## [Required action]
Where the string "reference" occurs in a line of the entries below, copy that line.

## [Records for processing]
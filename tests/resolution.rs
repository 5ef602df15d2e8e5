//! Resolver behavior across the precedence chain

mod helpers;

use ads_resolver::{LookupIndex, Resolver, ResolverConfig, TargetQuery};
use helpers::{date, sample_snapshot, SnapshotBuilder};
use proptest::prelude::*;
use resolver_types::{CandidateSource, EntityLevel, ManualOverrideRow, NameHistoryRow, ResolvedId};

fn ok(id: &str) -> ResolvedId {
    ResolvedId::Ok(id.to_string())
}

#[test]
fn test_override_beats_snapshot() {
    let snapshot = sample_snapshot("2025-01-15");
    let overrides = vec![ManualOverrideRow::new(EntityLevel::Campaign, "brand", "c2")];
    let index = LookupIndex::build(&snapshot, &overrides, &[]);
    let config = ResolverConfig::default();
    let resolver = Resolver::new(&index, &config, date("2025-01-20"));

    assert_eq!(resolver.campaign("brand", None), ok("c2"));
}

#[test]
fn test_ambiguous_override_stops_chain() {
    let snapshot = sample_snapshot("2025-01-15");
    let overrides = vec![
        ManualOverrideRow::new(EntityLevel::Campaign, "brand", "c1"),
        ManualOverrideRow::new(EntityLevel::Campaign, "brand", "c2"),
    ];
    let index = LookupIndex::build(&snapshot, &overrides, &[]);
    let config = ResolverConfig::default();
    let resolver = Resolver::new(&index, &config, date("2025-01-20"));

    let ResolvedId::Ambiguous(candidates) = resolver.campaign("brand", None) else {
        panic!("expected ambiguous outcome");
    };
    assert_eq!(candidates.len(), 2);
    assert!(candidates.iter().all(|c| c.source == CandidateSource::Override));
}

#[test]
fn test_override_outside_window_falls_through() {
    let snapshot = sample_snapshot("2025-01-15");
    let overrides = vec![ManualOverrideRow::new(EntityLevel::Campaign, "brand", "c2")
        .valid_between(None, Some(date("2024-12-31")))];
    let index = LookupIndex::build(&snapshot, &overrides, &[]);
    let config = ResolverConfig::default();
    let resolver = Resolver::new(&index, &config, date("2025-01-20"));

    assert_eq!(resolver.campaign("brand", None), ok("c1"));
}

#[test]
fn test_snapshot_beats_history() {
    let snapshot = sample_snapshot("2025-01-15");
    let history = vec![NameHistoryRow::open(EntityLevel::Campaign, "c9", "brand", date("2024-01-01"))];
    let index = LookupIndex::build(&snapshot, &[], &history);
    let config = ResolverConfig::default();
    let resolver = Resolver::new(&index, &config, date("2025-01-20"));

    assert_eq!(resolver.campaign("brand", None), ok("c1"));
}

#[test]
fn test_history_resolves_old_name() {
    let snapshot = sample_snapshot("2025-01-15");
    let history = vec![
        NameHistoryRow::open(EntityLevel::Campaign, "c1", "brand 2024", date("2024-01-01"))
            .closed_at(date("2024-12-31")),
        NameHistoryRow::open(EntityLevel::Campaign, "c1", "brand", date("2025-01-01")),
    ];
    let index = LookupIndex::build(&snapshot, &[], &history);
    let config = ResolverConfig::default();

    let last_year = Resolver::new(&index, &config, date("2024-06-01"));
    assert_eq!(last_year.campaign("brand 2024", None), ok("c1"));

    let now = Resolver::new(&index, &config, date("2025-01-20"));
    assert_eq!(now.campaign("brand 2024", None), ResolvedId::Unmapped);
}

#[test]
fn test_duplicate_campaign_names_are_ambiguous() {
    let snapshot = SnapshotBuilder::new("2025-01-15")
        .campaign("c1", "brand")
        .campaign("c2", "brand")
        .build();
    let index = LookupIndex::build(&snapshot, &[], &[]);
    let config = ResolverConfig::default();
    let resolver = Resolver::new(&index, &config, date("2025-01-20"));

    let outcome = resolver.campaign("brand", None);
    let ids: Vec<_> = outcome.candidates().iter().map(|c| c.entity_id.as_str()).collect();
    assert_eq!(ids, vec!["c1", "c2"]);
}

#[test]
fn test_portfolio_disambiguates_duplicates() {
    let snapshot = SnapshotBuilder::new("2025-01-15")
        .portfolio("p1", "north")
        .portfolio("p2", "south")
        .campaign_in("c1", "brand", "p1")
        .campaign_in("c2", "brand", "p2")
        .build();
    let index = LookupIndex::build(&snapshot, &[], &[]);
    let config = ResolverConfig::default();
    let resolver = Resolver::new(&index, &config, date("2025-01-20"));

    assert_eq!(resolver.campaign("brand", Some("south")), ok("c2"));
    assert!(matches!(resolver.campaign("brand", Some("west")), ResolvedId::Ambiguous(_)));
}

#[test]
fn test_parent_scoping() {
    let snapshot = sample_snapshot("2025-01-15");
    let index = LookupIndex::build(&snapshot, &[], &[]);
    let config = ResolverConfig::default();
    let resolver = Resolver::new(&index, &config, date("2025-01-20"));

    assert_eq!(resolver.ad_group("c1", "exact"), ok("g1"));
    assert_eq!(resolver.ad_group("c2", "exact"), ResolvedId::Unmapped);

    let query = TargetQuery {
        expression_norm: "acme shoes",
        match_type_norm: Some("exact"),
        is_negative: false,
    };
    assert_eq!(resolver.target("g1", &query), ok("t1"));
    assert_eq!(resolver.target("g2", &query), ResolvedId::Unmapped);

    assert_eq!(resolver.ad("g1", Some("acme-001"), None), ok("a1"));
    assert_eq!(resolver.ad("g2", Some("acme-001"), None), ResolvedId::Unmapped);
}

#[test]
fn test_override_under_wrong_parent_is_unmapped() {
    let snapshot = sample_snapshot("2025-01-15");
    let overrides = vec![ManualOverrideRow::new(EntityLevel::AdGroup, "legacy", "g2")];
    let index = LookupIndex::build(&snapshot, &overrides, &[]);
    let config = ResolverConfig::default();
    let resolver = Resolver::new(&index, &config, date("2025-01-20"));

    assert_eq!(resolver.ad_group("c2", "legacy"), ok("g2"));
    assert_eq!(resolver.ad_group("c1", "legacy"), ResolvedId::Unmapped);
}

fn arb_name() -> impl Strategy<Value = String> {
    prop_oneof![
        Just("brand".to_string()),
        Just("generic shoes".to_string()),
        Just("legacy".to_string()),
        "[a-z]{1,6}",
    ]
}

proptest! {
    /// Same inputs always give the same outcome, whether or not the index is rebuilt.
    #[test]
    fn resolution_is_deterministic(
        names in prop::collection::vec(arb_name(), 1..12),
        override_ids in prop::collection::vec(prop_oneof![Just("c1"), Just("c2"), Just("c3")], 0..3),
        day in 1u32..28,
    ) {
        let snapshot = SnapshotBuilder::new("2025-01-15")
            .campaign("c1", "brand")
            .campaign("c3", "brand")
            .campaign("c2", "generic shoes")
            .build();
        let overrides: Vec<_> = override_ids
            .iter()
            .map(|id| ManualOverrideRow::new(EntityLevel::Campaign, "legacy", *id))
            .collect();
        let config = ResolverConfig::default();
        let reference = chrono::NaiveDate::from_ymd_opt(2025, 1, day).unwrap();

        let first_index = LookupIndex::build(&snapshot, &overrides, &[]);
        let second_index = LookupIndex::build(&snapshot, &overrides, &[]);
        let first = Resolver::new(&first_index, &config, reference);
        let second = Resolver::new(&second_index, &config, reference);

        for name in &names {
            let a = first.campaign(name, None);
            prop_assert_eq!(&a, &first.campaign(name, None));
            prop_assert_eq!(&a, &second.campaign(name, None));
            if let ResolvedId::Ambiguous(candidates) = &a {
                prop_assert!(candidates.len() >= 2);
                prop_assert!(candidates.windows(2).all(|w| w[0] <= w[1]));
            }
        }
    }
}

## [Result of the exercise]
        let reference = chrono::NaiveDate::from_ymd_opt(2025, 1, day).unwrap();
        let first = Resolver::new(&first_index, &config, reference);
        let second = Resolver::new(&second_index, &config, reference);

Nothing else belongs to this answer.